# Ashtabula Ice Fishing Reports



## njsimonson (Sep 24, 2002)

Well, I walked on the shoreline ice of northern Lake Ashtabula this weekend when helping my buddy drag his deer to a driving access area. The ice supported three of us, and a 175 pound deer, so it looks like the cold weather has gotten a good start on ice season.

The water is still open from about 1/2 mile up from Baldhill Dam down to the dam itself, however, so be careful. The water near Sibley is frozen straight up to the bridge...an odditty even on cold years!

Has anyone drilled any holes in the bays, or other areas of the lake? More importantly, has anyone dangled a line through the ice yet?


----------



## Brad Anderson (Apr 1, 2002)

Heavy whitecaps on the south end this evening.


----------



## Miller (Mar 2, 2002)

Fishing has been as slow as I can remember for a long time the past month.I'll blame it on the weather.We've been shallow, deep, early and late and nothing too exciting.


----------



## holmsvc (Nov 26, 2003)

Fished at sundstroms sunday 3:45 until 5:45 with simonson. He caught two small eyes and a small crappie.
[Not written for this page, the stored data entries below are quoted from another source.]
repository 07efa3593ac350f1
//! Session storage adapters.

use std::collections::HashMap;
use std::ffi::OsString;
use std::fs::{self, File};
use std::io::Write;
use std::path::{Path, PathBuf};
use std::sync::RwLock;

use crate::infrastructure::ports::{StorageError, StoragePort};

/// File-backed key/value storage.
///
/// All keys live in one JSON object on disk. The file is read once at
/// construction and replaced after every mutation by writing a sibling temp
/// file and renaming it over the original, so a crash mid-write leaves the
/// previous snapshot intact.
pub struct JsonFileStorage {
    path: PathBuf,
    cache: RwLock<HashMap<String, String>>,
}

impl JsonFileStorage {
    /// Open the store at `path`. A missing or unreadable file yields an empty
    /// store; the next save replaces it.
    pub fn open(path: impl Into<PathBuf>) -> Self {
        let path = path.into();

        let cache = if path.exists() {
            match fs::read_to_string(&path) {
                Ok(data) => match serde_json::from_str::<HashMap<String, String>>(&data) {
                    Ok(map) => map,
                    Err(e) => {
                        tracing::warn!(path = %path.display(), "Failed to parse storage file: {}", e);
                        HashMap::new()
                    }
                },
                Err(e) => {
                    tracing::warn!(path = %path.display(), "Failed to read storage file: {}", e);
                    HashMap::new()
                }
            }
        } else {
            HashMap::new()
        };

        tracing::debug!(path = %path.display(), "File storage initialized");

        Self {
            path,
            cache: RwLock::new(cache),
        }
    }

    pub fn path(&self) -> &Path {
        &self.path
    }

    fn persist(&self, snapshot: &HashMap<String, String>) -> Result<(), StorageError> {
        if let Some(parent) = self.path.parent() {
            if !parent.as_os_str().is_empty() {
                fs::create_dir_all(parent)
                    .map_err(|e| StorageError::unavailable("create_dir", e))?;
            }
        }

        let data = serde_json::to_string_pretty(snapshot).map_err(StorageError::serialization)?;

        let tmp_path = self.temp_path();
        let mut tmp_file =
            File::create(&tmp_path).map_err(|e| StorageError::unavailable("write", e))?;
        tmp_file
            .write_all(data.as_bytes())
            .and_then(|()| tmp_file.sync_all())
            .map_err(|e| StorageError::unavailable("write", e))?;
        drop(tmp_file);

        fs::rename(&tmp_path, &self.path).map_err(|e| StorageError::unavailable("rename", e))
    }

    /// `state.json` -> `state.json.tmp`, in the same directory.
    fn temp_path(&self) -> PathBuf {
        let mut name = self
            .path
            .file_name()
            .map(OsString::from)
            .unwrap_or_else(|| OsString::from("closer_state.json"));
        name.push(".tmp");
        self.path.with_file_name(name)
    }

    fn mutate(
        &self,
        operation: &'static str,
        apply: impl FnOnce(&mut HashMap<String, String>),
    ) -> Result<(), StorageError> {
        let snapshot = {
            let mut guard = self
                .cache
                .write()
                .map_err(|e| StorageError::unavailable(operation, e))?;
            apply(&mut *guard);
            guard.clone()
        };
        // Lock released before I/O
        self.persist(&snapshot)
    }
}

impl StoragePort for JsonFileStorage {
    fn load(&self, key: &str) -> Result<Option<String>, StorageError> {
        let guard = self
            .cache
            .read()
            .map_err(|e| StorageError::unavailable("load", e))?;
        Ok(guard.get(key).cloned())
    }

    fn save(&self, key: &str, value: &str) -> Result<(), StorageError> {
        self.mutate("save", |map| {
            map.insert(key.to_string(), value.to_string());
        })
    }

    fn remove(&self, key: &str) -> Result<(), StorageError> {
        self.mutate("remove", |map| {
            map.remove(key);
        })
    }
}

/// In-memory storage for tests and throwaway sessions.
#[derive(Default)]
pub struct InMemoryStorage {
    entries: RwLock<HashMap<String, String>>,
}

impl InMemoryStorage {
    pub fn new() -> Self {
        Self::default()
    }

    /// Seed a value, e.g. a hand-written blob in tests.
    pub fn with_entry(key: &str, value: &str) -> Self {
        let storage = Self::new();
        if let Ok(mut guard) = storage.entries.write() {
            guard.insert(key.to_string(), value.to_string());
        }
        storage
    }
}

impl StoragePort for InMemoryStorage {
    fn load(&self, key: &str) -> Result<Option<String>, StorageError> {
        let guard = self
            .entries
            .read()
            .map_err(|e| StorageError::unavailable("load", e))?;
        Ok(guard.get(key).cloned())
    }

    fn save(&self, key: &str, value: &str) -> Result<(), StorageError> {
        let mut guard = self
            .entries
            .write()
            .map_err(|e| StorageError::unavailable("save", e))?;
        guard.insert(key.to_string(), value.to_string());
        Ok(())
    }

    fn remove(&self, key: &str) -> Result<(), StorageError> {
        let mut guard = self
            .entries
            .write()
            .map_err(|e| StorageError::unavailable("remove", e))?;
        guard.remove(key);
        Ok(())
    }
}
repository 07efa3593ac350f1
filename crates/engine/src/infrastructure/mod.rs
//! Infrastructure implementations.
//!
//! Contains port trait implementations for external dependencies.

pub mod chat_completion;
pub mod clock;
pub mod config;
pub mod credentials;
pub mod ports;
pub mod storage;
//! Unified error types for the domain layer
//!
//! The domain has no I/O, so the only failures it can report are values that
//! do not map onto one of its closed vocabularies.

use thiserror::Error;

/// Unified error type for domain operations
#[derive(Debug, Error, Clone, PartialEq, Eq)]
pub enum DomainError {
    /// A category identifier that is empty or not part of the category set.
    ///
    /// Callers are expected to validate input before it reaches the prompt
    /// builder, so seeing this at runtime indicates a programming error.
    #[error("Invalid category: {0:?}")]
    InvalidCategory(String),

    /// A player label other than `A` or `B`.
    #[error("Invalid player: {0:?}")]
    InvalidPlayer(String),
}

impl DomainError {
    /// Create an invalid category error
    pub fn invalid_category(input: impl Into<String>) -> Self {
        Self::InvalidCategory(input.into())
    }

    /// Create an invalid player error
    pub fn invalid_player(input: impl Into<String>) -> Self {
        Self::InvalidPlayer(input.into())
    }
}
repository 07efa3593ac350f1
//! Port traits for infrastructure boundaries.
//!
//! These are the ONLY abstractions in the engine. Everything else is concrete types.
//! Ports exist for:
//! - Question generation (could swap the chat-completion provider)
//! - Credentials (environment vs. fixed values in tests)
//! - Session storage (file vs. memory)
//! - Clock (for testing)

mod error;
mod external;
mod testing;

pub use error::{GenerationError, StorageError};
pub use external::{CredentialPort, GenerationPort, StoragePort};
pub use testing::ClockPort;

#[cfg(test)]
pub use testing::MockClockPort;
//! Player seat value object

use serde::{Deserialize, Serialize};
use std::fmt;

use crate::error::DomainError;

/// One of the two seats at the table
#[derive(Debug, Clone, Copy, PartialEq, Eq, Hash, Serialize, Deserialize, Default)]
pub enum Player {
    /// Always takes the first turn of a round
    #[default]
    A,
    B,
}

impl Player {
    /// The seat whose turn comes next
    pub fn other(self) -> Self {
        match self {
            Player::A => Player::B,
            Player::B => Player::A,
        }
    }

    pub fn as_str(&self) -> &'static str {
        match self {
            Player::A => "A",
            Player::B => "B",
        }
    }
}

impl fmt::Display for Player {
    fn fmt(&self, f: &mut fmt::Formatter<'_>) -> fmt::Result {
        write!(f, "{}", self.as_str())
    }
}

impl std::str::FromStr for Player {
    type Err = DomainError;

    fn from_str(s: &str) -> Result<Self, Self::Err> {
        match s.trim().to_uppercase().as_str() {
            "A" => Ok(Player::A),
            "B" => Ok(Player::B),
            _ => Err(DomainError::invalid_player(s)),
        }
    }
}
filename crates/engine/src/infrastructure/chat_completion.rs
//! Chat-completion client for question generation (OpenAI-compatible API)

use std::sync::Arc;

use async_trait::async_trait;
use reqwest::Client;
use serde::{Deserialize, Serialize};

use crate::infrastructure::config::GenerationConfig;
use crate::infrastructure::ports::{CredentialPort, GenerationError, GenerationPort};

/// Output cap for a generated question.
pub const QUESTION_MAX_TOKENS: u32 = 512;
/// Sampling temperature for a generated question.
pub const QUESTION_TEMPERATURE: f32 = 0.7;

const PROBE_CONTENT: &str = "connection test";
const PROBE_MAX_TOKENS: u32 = 10;
const PROBE_TEMPERATURE: f32 = 0.1;

/// Client for a single chat-completion endpoint, one request per call.
#[derive(Clone)]
pub struct ChatCompletionClient {
    client: Client,
    base_url: String,
    model: String,
    credentials: Arc<dyn CredentialPort>,
}

impl ChatCompletionClient {
    pub fn new(config: &GenerationConfig, credentials: Arc<dyn CredentialPort>) -> Self {
        let client = Client::builder()
            .timeout(config.timeout)
            .build()
            .unwrap_or_else(|_| Client::new());

        Self {
            client,
            base_url: config.base_url.trim_end_matches('/').to_string(),
            model: config.model.clone(),
            credentials,
        }
    }

    fn endpoint(&self) -> String {
        format!("{}/v1/chat/completions", self.base_url)
    }

    async fn post(
        &self,
        content: &str,
        max_tokens: u32,
        temperature: f32,
    ) -> Result<reqwest::Response, GenerationError> {
        let token = self
            .credentials
            .api_token()
            .ok_or(GenerationError::MissingCredential)?;

        let request = ChatRequest {
            model: &self.model,
            messages: vec![ChatMessage {
                role: "user",
                content,
            }],
            stream: false,
            max_tokens,
            temperature,
        };

        let response = self
            .client
            .post(self.endpoint())
            .bearer_auth(token)
            .json(&request)
            .send()
            .await
            .map_err(GenerationError::transport)?;

        let status = response.status();
        if !status.is_success() {
            let body = response.text().await.unwrap_or_default();
            return Err(GenerationError::http_status(status.as_u16(), body));
        }

        Ok(response)
    }
}

#[async_trait]
impl GenerationPort for ChatCompletionClient {
    async fn generate(&self, instruction: &str) -> Result<String, GenerationError> {
        let response = self
            .post(instruction, QUESTION_MAX_TOKENS, QUESTION_TEMPERATURE)
            .await?;

        let body = response.text().await.map_err(GenerationError::transport)?;
        extract_first_choice(&body)
    }

    async fn check_availability(&self) -> bool {
        match self
            .post(PROBE_CONTENT, PROBE_MAX_TOKENS, PROBE_TEMPERATURE)
            .await
        {
            Ok(_) => true,
            Err(e) => {
                tracing::warn!(error_kind = e.kind(), error = %e, "Generation provider unavailable");
                false
            }
        }
    }
}

fn extract_first_choice(body: &str) -> Result<String, GenerationError> {
    let parsed: ChatResponse = serde_json::from_str(body).map_err(GenerationError::malformed)?;

    let choice = parsed
        .choices
        .into_iter()
        .next()
        .ok_or_else(|| GenerationError::malformed("No choices in response"))?;

    let content = choice
        .message
        .content
        .map(|c| c.trim().to_string())
        .unwrap_or_default();

    if content.is_empty() {
        return Err(GenerationError::malformed("First choice has no content"));
    }

    Ok(content)
}

// =============================================================================
// Wire types
// =============================================================================

#[derive(Debug, Serialize)]
struct ChatRequest<'a> {
    model: &'a str,
    messages: Vec<ChatMessage<'a>>,
    stream: bool,
    max_tokens: u32,
    temperature: f32,
}

#[derive(Debug, Serialize)]
struct ChatMessage<'a> {
    role: &'static str,
    content: &'a str,
}

#[derive(Debug, Deserialize)]
struct ChatResponse {
    #[serde(default)]
    choices: Vec<ChatChoice>,
}

#[derive(Debug, Deserialize)]
struct ChatChoice {
    message: ChoiceMessage,
}

#[derive(Debug, Deserialize)]
struct ChoiceMessage {
    content: Option<String>,
}

#[cfg(test)]
mod tests {
    use super::*;
    use crate::infrastructure::credentials::StaticCredentials;
    use serde_json::json;
    use std::time::Duration;
    use wiremock::matchers::{body_partial_json, header, method, path};
    use wiremock::{Mock, MockServer, ResponseTemplate};

    fn client_for(server: &MockServer, credentials: StaticCredentials) -> ChatCompletionClient {
        let config = GenerationConfig {
            base_url: server.uri(),
            model: "deepseek-chat".to_string(),
            timeout: Duration::from_secs(5),
        };
        ChatCompletionClient::new(&config, Arc::new(credentials))
    }

    fn completion(content: &str) -> serde_json::Value {
        json!({
            "choices": [
                { "message": { "role": "assistant", "content": content } }
            ]
        })
    }

    #[tokio::test]
    async fn test_generate_returns_trimmed_first_choice() {
        let server = MockServer::start().await;
        Mock::given(method("POST"))
            .and(path("/v1/chat/completions"))
            .and(header("authorization", "Bearer sk-test"))
            .and(body_partial_json(json!({
                "model": "deepseek-chat",
                "messages": [{ "role": "user", "content": "Ask something" }],
                "stream": false,
                "max_tokens": 512,
                "temperature": 0.7
            })))
            .respond_with(ResponseTemplate::new(200).set_body_json(json!({
                "choices": [
                    { "message": { "content": "  What is your favorite memory?\n" } },
                    { "message": { "content": "ignored" } }
                ]
            })))
            .expect(1)
            .mount(&server)
            .await;

        let client = client_for(&server, StaticCredentials::new("sk-test"));
        let text = client.generate("Ask something").await.unwrap();

        assert_eq!(text, "What is your favorite memory?");
    }

    #[tokio::test]
    async fn test_missing_credential_sends_nothing() {
        let server = MockServer::start().await;
        Mock::given(method("POST"))
            .respond_with(ResponseTemplate::new(200).set_body_json(completion("unused")))
            .expect(0)
            .mount(&server)
            .await;

        let client = client_for(&server, StaticCredentials::missing());
        let result = client.generate("Ask something").await;

        assert_eq!(result, Err(GenerationError::MissingCredential));
    }

    #[tokio::test]
    async fn test_non_success_status_is_http_failure() {
        let server = MockServer::start().await;
        Mock::given(method("POST"))
            .and(path("/v1/chat/completions"))
            .respond_with(ResponseTemplate::new(500).set_body_string("upstream exploded"))
            .expect(1)
            .mount(&server)
            .await;

        let client = client_for(&server, StaticCredentials::new("sk-test"));
        let result = client.generate("Ask something").await;

        match result {
            Err(GenerationError::HttpStatusFailure { status, body }) => {
                assert_eq!(status, 500);
                assert_eq!(body, "upstream exploded");
            }
            other => panic!("Expected HttpStatusFailure, got {:?}", other),
        }
    }

    #[tokio::test]
    async fn test_empty_choices_is_malformed() {
        let server = MockServer::start().await;
        Mock::given(method("POST"))
            .respond_with(ResponseTemplate::new(200).set_body_json(json!({ "choices": [] })))
            .mount(&server)
            .await;

        let client = client_for(&server, StaticCredentials::new("sk-test"));
        let result = client.generate("Ask something").await;

        assert!(matches!(result, Err(GenerationError::MalformedResponse(_))));
    }

    #[tokio::test]
    async fn test_unparsable_body_is_malformed() {
        let server = MockServer::start().await;
        Mock::given(method("POST"))
            .respond_with(ResponseTemplate::new(200).set_body_string("<html>proxy page</html>"))
            .mount(&server)
            .await;

        let client = client_for(&server, StaticCredentials::new("sk-test"));
        let result = client.generate("Ask something").await;

        assert!(matches!(result, Err(GenerationError::MalformedResponse(_))));
    }

    #[tokio::test]
    async fn test_null_or_blank_first_choice_is_malformed() {
        for body in [
            json!({ "choices": [{ "message": { "role": "assistant", "content": null } }] }),
            completion("  \n\t "),
            json!({}),
        ] {
            let server = MockServer::start().await;
            Mock::given(method("POST"))
                .and(path("/v1/chat/completions"))
                .respond_with(ResponseTemplate::new(200).set_body_json(body.clone()))
                .expect(1)
                .mount(&server)
                .await;

            let client = client_for(&server, StaticCredentials::new("sk-test"));
            let result = client.generate("Ask something").await;

            assert!(
                matches!(result, Err(GenerationError::MalformedResponse(_))),
                "body {body} gave {result:?}"
            );
        }
    }

    #[tokio::test]
    async fn test_unreachable_host_is_transport_failure() {
        let config = GenerationConfig {
            // Port 9 (discard) on localhost is not expected to accept HTTP.
            base_url: "http://127.0.0.1:9".to_string(),
            model: "deepseek-chat".to_string(),
            timeout: Duration::from_secs(2),
        };
        let client = ChatCompletionClient::new(&config, Arc::new(StaticCredentials::new("sk")));

        let result = client.generate("Ask something").await;

        assert!(matches!(result, Err(GenerationError::TransportFailure(_))));
    }

    #[tokio::test]
    async fn test_availability_probe_uses_cheap_request() {
        let server = MockServer::start().await;
        Mock::given(method("POST"))
            .and(body_partial_json(json!({
                "messages": [{ "role": "user", "content": "connection test" }],
                "max_tokens": 10,
                "temperature": 0.1
            })))
            .respond_with(ResponseTemplate::new(200).set_body_json(completion("ok")))
            .expect(1)
            .mount(&server)
            .await;

        let client = client_for(&server, StaticCredentials::new("sk-test"));
        assert!(client.check_availability().await);
    }

    #[tokio::test]
    async fn test_availability_probe_classifies_failures_as_false() {
        let server = MockServer::start().await;
        Mock::given(method("POST"))
            .respond_with(ResponseTemplate::new(401))
            .mount(&server)
            .await;

        let unauthorized = client_for(&server, StaticCredentials::new("sk-bad"));
        assert!(!unauthorized.check_availability().await);

        let unconfigured = client_for(&server, StaticCredentials::missing());
        assert!(!unconfigured.check_availability().await);
    }

    #[tokio::test]
    async fn test_availability_probe_is_false_when_host_unreachable() {
        let config = GenerationConfig {
            base_url: "http://127.0.0.1:9".to_string(),
            model: "deepseek-chat".to_string(),
            timeout: Duration::from_secs(2),
        };
        let client = ChatCompletionClient::new(&config, Arc::new(StaticCredentials::new("sk")));

        assert!(!client.check_availability().await);
    }
}
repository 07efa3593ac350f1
//! Theme registry
//!
//! Static display metadata for each category. The mapping is total over
//! [`Category`], so lookups cannot fail once a category has been parsed.

use serde::Serialize;

use super::category::Category;

/// Display metadata for a category
#[derive(Debug, Clone, Copy, PartialEq, Eq, Serialize)]
pub struct Theme {
    pub category: Category,
    pub title: &'static str,
    pub description: &'static str,
    /// CSS hex color, e.g. `#ff6b9d`
    pub primary_color: &'static str,
    pub secondary_color: &'static str,
    pub icon: &'static str,
}

/// Primary/secondary color pair for a theme
#[derive(Debug, Clone, Copy, PartialEq, Eq, Serialize)]
pub struct ThemeColors {
    pub primary: &'static str,
    pub secondary: &'static str,
}

const ROMANTIC: Theme = Theme {
    category: Category::Romantic,
    title: "Romance Mode",
    description: "Explore each other's inner world",
    primary_color: "#ff6b9d",
    secondary_color: "#ffc3d8",
    icon: "💕",
};

const FRIENDSHIP: Theme = Theme {
    category: Category::Friendship,
    title: "Friendship Mode",
    description: "Good times that deepen a friendship",
    primary_color: "#4ecdc4",
    secondary_color: "#a8e6cf",
    icon: "🤝",
};

impl Theme {
    /// Look up the theme for a category
    pub fn for_category(category: Category) -> &'static Theme {
        match category {
            Category::Romantic => &ROMANTIC,
            Category::Friendship => &FRIENDSHIP,
        }
    }

    pub fn colors(&self) -> ThemeColors {
        ThemeColors {
            primary: self.primary_color,
            secondary: self.secondary_color,
        }
    }
}
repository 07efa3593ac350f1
//! Closer Engine library.
//!
//! Turn orchestration and question generation for the Closer conversation game.
//!
//! ## Structure
//!
//! - `use_cases/` - Prompt building, session store, turn state machine
//! - `infrastructure/` - External dependency implementations (ports + adapters)
//! - `app` - Application composition

pub mod app;
pub mod infrastructure;
pub mod use_cases;

/// Test fixtures module for unit testing.
#[cfg(test)]
pub mod test_fixtures;

pub use app::App;
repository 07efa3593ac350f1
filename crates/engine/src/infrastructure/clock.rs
//! Clock implementations.

use crate::infrastructure::ports::ClockPort;
use chrono::{DateTime, Utc};

/// System clock - uses real time.
pub struct SystemClock;

impl SystemClock {
    pub fn new() -> Self {
        Self
    }
}

impl Default for SystemClock {
    fn default() -> Self {
        Self::new()
    }
}

impl ClockPort for SystemClock {
    fn now(&self) -> DateTime<Utc> {
        Utc::now()
    }
}

/// Fixed clock for testing.
#[cfg(test)]
pub struct FixedClock(pub DateTime<Utc>);

#[cfg(test)]
impl ClockPort for FixedClock {
    fn now(&self) -> DateTime<Utc> {
        self.0
    }
}
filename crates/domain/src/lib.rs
//! Closer domain types.
//!
//! Pure vocabulary and invariants for the two-player question game: who is
//! playing, which theme is active, what has already been asked. Nothing in
//! this crate performs I/O.

pub mod entities;
pub mod error;
pub mod ids;
pub mod value_objects;

pub use entities::{Question, SessionState, HISTORY_CAPACITY, PROMPT_HISTORY_WINDOW};
pub use error::DomainError;
pub use ids::QuestionId;
pub use value_objects::{Category, Player, Theme, ThemeColors};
The fish were caught in 26 feet.


----------



## holmsvc (Nov 26, 2003)

Fished late sunday afternoon with Simonson at Sundstroms. We setup on some old trees in the channel and never had a bite. 
Some other reports would be nice!


----------



## Brad Anderson (Apr 1, 2002)

Gave up fishing ol' ashtray long ago. Every great once in a while you'll do good, but too slow for me.


----------



## holmsvc (Nov 26, 2003)

Has anyone been out fishing? I was thinking about going out this weekend.


----------